An eco-action is any action or activity within a program that is intended to have a positive impact on the environment. For this reason it is often used as a synonym for environmental action.
Historically people adopting eco-actions tended to target activities around the ‘Three Rs’ of the waste hierarchy, Reduce, Reuse and Recycle, but popularity of eco-action has expanded to include Refuse, Reimagine, Regenerate, Restore. Anyone can carry out small-scale eco-friendly actions such as reducing food waste or resource consumption, or the volume of paper used in offices, or purchasing products only from companies that have environmentally friendly, sustainability or social justice policies. Others adopt eco-actions that impact where they live by cleaning up beaches, removing graffiti, supporting community gardening, or restoring local environments, because the immediate community has come to be considered part of their ecosystem. Every contribution to sustainability and regeneration is eco-action.

==Widening trend==
Eco-action groups have tended to be small and unstructured but as their influence grows, their ideas are being co-opted by environmental action groups, sometimes backed by non-governmental organizations (NGOs) like Worldwatch Institute, and those that are part of larger alliances such as the Clean Water Network.

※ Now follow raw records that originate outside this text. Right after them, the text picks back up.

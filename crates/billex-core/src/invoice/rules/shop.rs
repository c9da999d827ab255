//! Shop and seller name extraction.

use crate::models::line::TextLine;

use super::{ExtractionMatch, FieldExtractor};

/// Picks the first line that looks like a business name.
///
/// A line qualifies when it is entirely upper-case and longer than the
/// minimum length, or when it contains an organisational suffix such as
/// `PVT` or `LLP`.
pub struct ShopNameExtractor {
    scan_limit: Option<usize>,
    min_length: usize,
    org_suffixes: Vec<String>,
}

impl ShopNameExtractor {
    pub fn new() -> Self {
        Self {
            scan_limit: None,
            min_length: 15,
            org_suffixes: Vec::new(),
        }
    }

    /// Only consider the first `limit` lines.
    pub fn with_scan_limit(mut self, limit: Option<usize>) -> Self {
        self.scan_limit = limit;
        self
    }

    /// Set the length an upper-case line must exceed.
    pub fn with_min_length(mut self, min_length: usize) -> Self {
        self.min_length = min_length;
        self
    }

    /// Set the organisational suffix words.
    pub fn with_org_suffixes<S: AsRef<str>>(mut self, suffixes: &[S]) -> Self {
        self.org_suffixes = suffixes.iter().map(|s| s.as_ref().to_uppercase()).collect();
        self
    }

    fn is_candidate(&self, text: &str) -> bool {
        let text = text.trim();
        (is_upper(text) && text.chars().count() > self.min_length) || self.has_org_suffix(text)
    }

    fn has_org_suffix(&self, text: &str) -> bool {
        text.split(|c: char| !c.is_alphanumeric())
            .filter(|w| !w.is_empty())
            .any(|w| self.org_suffixes.contains(&w.to_uppercase()))
    }
}

impl Default for ShopNameExtractor {
    fn default() -> Self {
        Self::new()
    }
}

impl FieldExtractor for ShopNameExtractor {
    type Output = ExtractionMatch<String>;

    fn extract_all(&self, lines: &[TextLine]) -> Vec<Self::Output> {
        let limit = self.scan_limit.unwrap_or(lines.len());

        lines
            .iter()
            .take(limit)
            .filter(|l| self.is_candidate(&l.text))
            .map(|l| ExtractionMatch::new(l.text.trim().to_string(), l.index, l.text.clone()))
            .collect()
    }
}

// At least one cased letter and no lower-case ones.
fn is_upper(text: &str) -> bool {
    text.chars().any(char::is_uppercase) && !text.chars().any(char::is_lowercase)
}

#[cfg(test)]
mod tests {
    use super::*;
    use pretty_assertions::assert_eq;

    fn extractor() -> ShopNameExtractor {
        ShopNameExtractor::new().with_org_suffixes(&["PVT", "LTD", "LLP"])
    }

    fn extract(extractor: &ShopNameExtractor, lines: &[&str]) -> Option<String> {
        extractor.extract(&TextLine::from_strs(lines)).map(|m| m.value)
    }

    #[test]
    fn test_upper_case_line() {
        let lines = ["ACME RETAIL STORE", "Bill No: 4521"];
        assert_eq!(extract(&extractor(), &lines), Some("ACME RETAIL STORE".to_string()));
    }

    #[test]
    fn test_short_upper_case_line_is_skipped() {
        let lines = ["TAX INVOICE", "BILL NO 12", "SHREE BALAJI GENERAL STORES"];
        assert_eq!(
            extract(&extractor(), &lines),
            Some("SHREE BALAJI GENERAL STORES".to_string())
        );
    }

    #[test]
    fn test_org_suffix_line() {
        let lines = ["Tax Invoice", "Nova Foods Pvt Ltd", "ACME RETAIL STORE"];
        assert_eq!(extract(&extractor(), &lines), Some("Nova Foods Pvt Ltd".to_string()));
    }

    #[test]
    fn test_suffix_must_be_whole_word() {
        let lines = ["Saltdale market"];
        assert_eq!(extract(&extractor(), &lines), None);
    }

    #[test]
    fn test_scan_limit() {
        let lines = ["Bill", "Date", "ACME RETAIL STORE"];
        let limited = extractor().with_scan_limit(Some(2));

        assert_eq!(extract(&limited, &lines), None);
        assert_eq!(extract(&extractor(), &lines), Some("ACME RETAIL STORE".to_string()));
    }

    #[test]
    fn test_digits_only_line_is_not_upper() {
        assert_eq!(extract(&extractor(), &["1234567890123456"]), None);
    }
}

There has been a recent trend where eco-actions have begun attracting leadership from a national standpoint with several governments stepping in. Canada’s “EcoAction Community Funding program” encourages inner city residents to take actions that improve their communities. The government of Japan backs companies that reward citizens with “eco action points” when they take positive action toward the environment. Industries have begun adopt eco-labels too. The Marine Stewardship Council adopted its own label for commercial and non-commercial use, with specific guidelines. Such emerging interest has burgeoned with the development of measurement tools that can evaluate and track such individual or group behaviour over time. The best examples of this development are the emergence of ecological footprint calculators such as carbon footprint and water footprint calculators, and new mapping tools. As interest in eco-action grows we see consumers demanding better ecolabeling, and standardized eco-certification programs. In 2024, cities are shaping sustainable tourism by rewarding environmental choices with museum or restaurant passes, or taxes that protect local wildlife and "consumers are prioritizing consumption that integrates sustainability-focused practices."